** REQUIRED WORK **
Take each line from the material below that includes the string "const" and copy it.

╭─ DATASET EXCERPTS

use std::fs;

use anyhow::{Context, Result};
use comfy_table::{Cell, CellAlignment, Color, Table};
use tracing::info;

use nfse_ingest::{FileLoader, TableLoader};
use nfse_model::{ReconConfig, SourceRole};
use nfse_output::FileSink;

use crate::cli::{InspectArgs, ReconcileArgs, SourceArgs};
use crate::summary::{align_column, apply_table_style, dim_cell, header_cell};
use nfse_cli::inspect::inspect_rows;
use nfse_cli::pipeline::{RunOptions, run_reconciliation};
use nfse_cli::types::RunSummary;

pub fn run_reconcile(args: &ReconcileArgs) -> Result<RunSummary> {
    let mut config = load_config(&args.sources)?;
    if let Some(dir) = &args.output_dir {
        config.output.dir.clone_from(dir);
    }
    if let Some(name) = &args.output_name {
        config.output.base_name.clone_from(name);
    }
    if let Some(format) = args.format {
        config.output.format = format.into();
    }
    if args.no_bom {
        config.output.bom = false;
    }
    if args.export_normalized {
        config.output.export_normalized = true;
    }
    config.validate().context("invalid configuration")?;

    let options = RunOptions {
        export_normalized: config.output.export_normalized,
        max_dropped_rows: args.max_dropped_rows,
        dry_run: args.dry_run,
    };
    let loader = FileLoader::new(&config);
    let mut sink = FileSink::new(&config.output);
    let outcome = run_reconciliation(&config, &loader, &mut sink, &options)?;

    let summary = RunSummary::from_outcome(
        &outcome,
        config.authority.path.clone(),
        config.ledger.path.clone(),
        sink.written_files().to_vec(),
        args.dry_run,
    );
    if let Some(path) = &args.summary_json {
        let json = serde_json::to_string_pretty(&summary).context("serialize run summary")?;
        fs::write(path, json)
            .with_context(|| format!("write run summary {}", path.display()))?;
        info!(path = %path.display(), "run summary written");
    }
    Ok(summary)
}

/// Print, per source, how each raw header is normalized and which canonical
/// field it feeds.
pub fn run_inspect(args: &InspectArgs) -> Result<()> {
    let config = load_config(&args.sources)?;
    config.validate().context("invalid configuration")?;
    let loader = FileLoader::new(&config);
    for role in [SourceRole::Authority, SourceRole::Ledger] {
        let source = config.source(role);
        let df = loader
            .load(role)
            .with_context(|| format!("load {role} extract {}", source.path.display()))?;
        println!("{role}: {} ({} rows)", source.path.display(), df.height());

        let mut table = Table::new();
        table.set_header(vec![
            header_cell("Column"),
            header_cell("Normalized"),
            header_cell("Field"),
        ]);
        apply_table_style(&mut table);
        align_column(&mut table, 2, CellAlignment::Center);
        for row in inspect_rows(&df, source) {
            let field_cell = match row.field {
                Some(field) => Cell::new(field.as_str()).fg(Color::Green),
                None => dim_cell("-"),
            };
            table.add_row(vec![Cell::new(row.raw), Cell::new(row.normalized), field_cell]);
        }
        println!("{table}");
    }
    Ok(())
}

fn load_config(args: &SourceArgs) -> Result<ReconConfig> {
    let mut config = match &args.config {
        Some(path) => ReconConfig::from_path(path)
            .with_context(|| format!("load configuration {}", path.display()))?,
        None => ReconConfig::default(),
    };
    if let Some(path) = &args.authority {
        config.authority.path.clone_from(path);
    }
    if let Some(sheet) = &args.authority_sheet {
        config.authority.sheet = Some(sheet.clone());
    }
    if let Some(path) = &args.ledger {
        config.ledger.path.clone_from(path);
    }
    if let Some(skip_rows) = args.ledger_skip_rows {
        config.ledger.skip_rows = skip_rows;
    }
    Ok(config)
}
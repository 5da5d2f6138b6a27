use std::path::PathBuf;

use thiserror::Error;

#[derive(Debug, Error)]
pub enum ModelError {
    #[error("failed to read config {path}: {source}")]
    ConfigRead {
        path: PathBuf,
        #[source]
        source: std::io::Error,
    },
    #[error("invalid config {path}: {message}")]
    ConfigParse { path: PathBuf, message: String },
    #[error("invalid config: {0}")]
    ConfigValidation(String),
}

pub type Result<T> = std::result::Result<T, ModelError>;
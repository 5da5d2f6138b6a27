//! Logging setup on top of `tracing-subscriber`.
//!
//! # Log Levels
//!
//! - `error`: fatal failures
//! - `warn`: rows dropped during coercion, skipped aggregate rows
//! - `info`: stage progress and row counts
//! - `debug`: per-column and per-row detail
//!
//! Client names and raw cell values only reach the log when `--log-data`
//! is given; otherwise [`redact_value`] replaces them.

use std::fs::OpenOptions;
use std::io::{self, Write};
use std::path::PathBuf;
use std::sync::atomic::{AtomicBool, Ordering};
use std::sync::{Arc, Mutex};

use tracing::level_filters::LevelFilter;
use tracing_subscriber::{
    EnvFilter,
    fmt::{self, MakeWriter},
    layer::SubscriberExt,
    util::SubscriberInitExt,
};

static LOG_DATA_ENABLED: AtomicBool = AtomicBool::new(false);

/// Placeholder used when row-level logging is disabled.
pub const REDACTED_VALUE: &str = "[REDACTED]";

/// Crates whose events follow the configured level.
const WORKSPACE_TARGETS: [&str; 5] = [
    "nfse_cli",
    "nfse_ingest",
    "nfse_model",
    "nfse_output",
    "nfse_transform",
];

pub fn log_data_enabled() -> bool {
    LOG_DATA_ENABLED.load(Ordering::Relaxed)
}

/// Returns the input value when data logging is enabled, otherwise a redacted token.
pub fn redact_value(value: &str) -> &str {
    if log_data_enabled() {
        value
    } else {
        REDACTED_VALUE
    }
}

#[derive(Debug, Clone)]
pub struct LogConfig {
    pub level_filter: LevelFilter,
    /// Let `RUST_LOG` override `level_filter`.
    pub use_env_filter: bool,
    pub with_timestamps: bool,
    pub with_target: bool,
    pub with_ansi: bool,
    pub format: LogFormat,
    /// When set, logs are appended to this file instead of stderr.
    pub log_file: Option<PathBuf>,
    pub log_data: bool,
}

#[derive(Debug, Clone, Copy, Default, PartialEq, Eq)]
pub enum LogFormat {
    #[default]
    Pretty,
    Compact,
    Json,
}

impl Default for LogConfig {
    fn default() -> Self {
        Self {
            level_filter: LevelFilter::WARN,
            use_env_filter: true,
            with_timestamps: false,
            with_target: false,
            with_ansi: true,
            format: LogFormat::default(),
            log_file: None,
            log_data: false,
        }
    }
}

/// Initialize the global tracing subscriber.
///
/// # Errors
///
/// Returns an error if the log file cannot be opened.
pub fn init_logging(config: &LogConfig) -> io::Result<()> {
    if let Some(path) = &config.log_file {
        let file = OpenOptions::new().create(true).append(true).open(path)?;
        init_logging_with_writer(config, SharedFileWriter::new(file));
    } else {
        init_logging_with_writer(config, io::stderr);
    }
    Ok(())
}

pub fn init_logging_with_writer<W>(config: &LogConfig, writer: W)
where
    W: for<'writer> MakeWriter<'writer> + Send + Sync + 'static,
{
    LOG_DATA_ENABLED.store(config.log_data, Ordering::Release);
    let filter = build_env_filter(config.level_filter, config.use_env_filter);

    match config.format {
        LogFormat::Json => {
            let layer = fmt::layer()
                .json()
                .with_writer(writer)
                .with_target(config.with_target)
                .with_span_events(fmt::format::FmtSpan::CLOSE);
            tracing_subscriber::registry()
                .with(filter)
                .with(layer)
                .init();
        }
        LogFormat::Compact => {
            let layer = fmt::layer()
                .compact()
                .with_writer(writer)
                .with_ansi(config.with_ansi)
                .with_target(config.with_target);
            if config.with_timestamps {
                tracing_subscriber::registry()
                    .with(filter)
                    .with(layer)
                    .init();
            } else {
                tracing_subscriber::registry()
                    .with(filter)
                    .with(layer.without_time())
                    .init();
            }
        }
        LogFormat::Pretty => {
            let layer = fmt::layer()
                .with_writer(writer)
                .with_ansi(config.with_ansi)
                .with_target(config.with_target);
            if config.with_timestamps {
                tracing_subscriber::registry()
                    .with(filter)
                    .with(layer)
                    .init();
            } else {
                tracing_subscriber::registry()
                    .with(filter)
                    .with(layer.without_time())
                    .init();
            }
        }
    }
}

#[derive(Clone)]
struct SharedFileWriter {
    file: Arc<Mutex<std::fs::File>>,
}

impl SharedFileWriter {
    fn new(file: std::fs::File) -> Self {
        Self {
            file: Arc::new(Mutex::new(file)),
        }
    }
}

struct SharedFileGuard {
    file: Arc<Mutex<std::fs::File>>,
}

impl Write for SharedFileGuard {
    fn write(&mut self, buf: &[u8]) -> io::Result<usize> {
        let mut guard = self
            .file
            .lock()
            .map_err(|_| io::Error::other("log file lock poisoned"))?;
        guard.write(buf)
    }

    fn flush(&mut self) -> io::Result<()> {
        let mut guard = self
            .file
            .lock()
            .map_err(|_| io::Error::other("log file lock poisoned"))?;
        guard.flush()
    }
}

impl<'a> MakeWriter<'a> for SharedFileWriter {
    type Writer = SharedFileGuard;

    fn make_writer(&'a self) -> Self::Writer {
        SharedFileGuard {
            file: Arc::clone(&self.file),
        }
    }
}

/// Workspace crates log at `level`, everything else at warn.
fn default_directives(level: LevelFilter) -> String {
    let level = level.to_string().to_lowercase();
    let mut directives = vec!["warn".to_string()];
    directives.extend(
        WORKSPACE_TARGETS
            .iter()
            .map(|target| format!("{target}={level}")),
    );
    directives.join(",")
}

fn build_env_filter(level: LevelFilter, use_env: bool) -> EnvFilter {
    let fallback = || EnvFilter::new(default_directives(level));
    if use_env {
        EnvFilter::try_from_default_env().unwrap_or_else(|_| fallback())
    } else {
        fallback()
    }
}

╰─

** ANSWER TO THIS EXERCISE **
pub const REDACTED_VALUE: &str = "[REDACTED]";
const WORKSPACE_TARGETS: [&str; 5] = [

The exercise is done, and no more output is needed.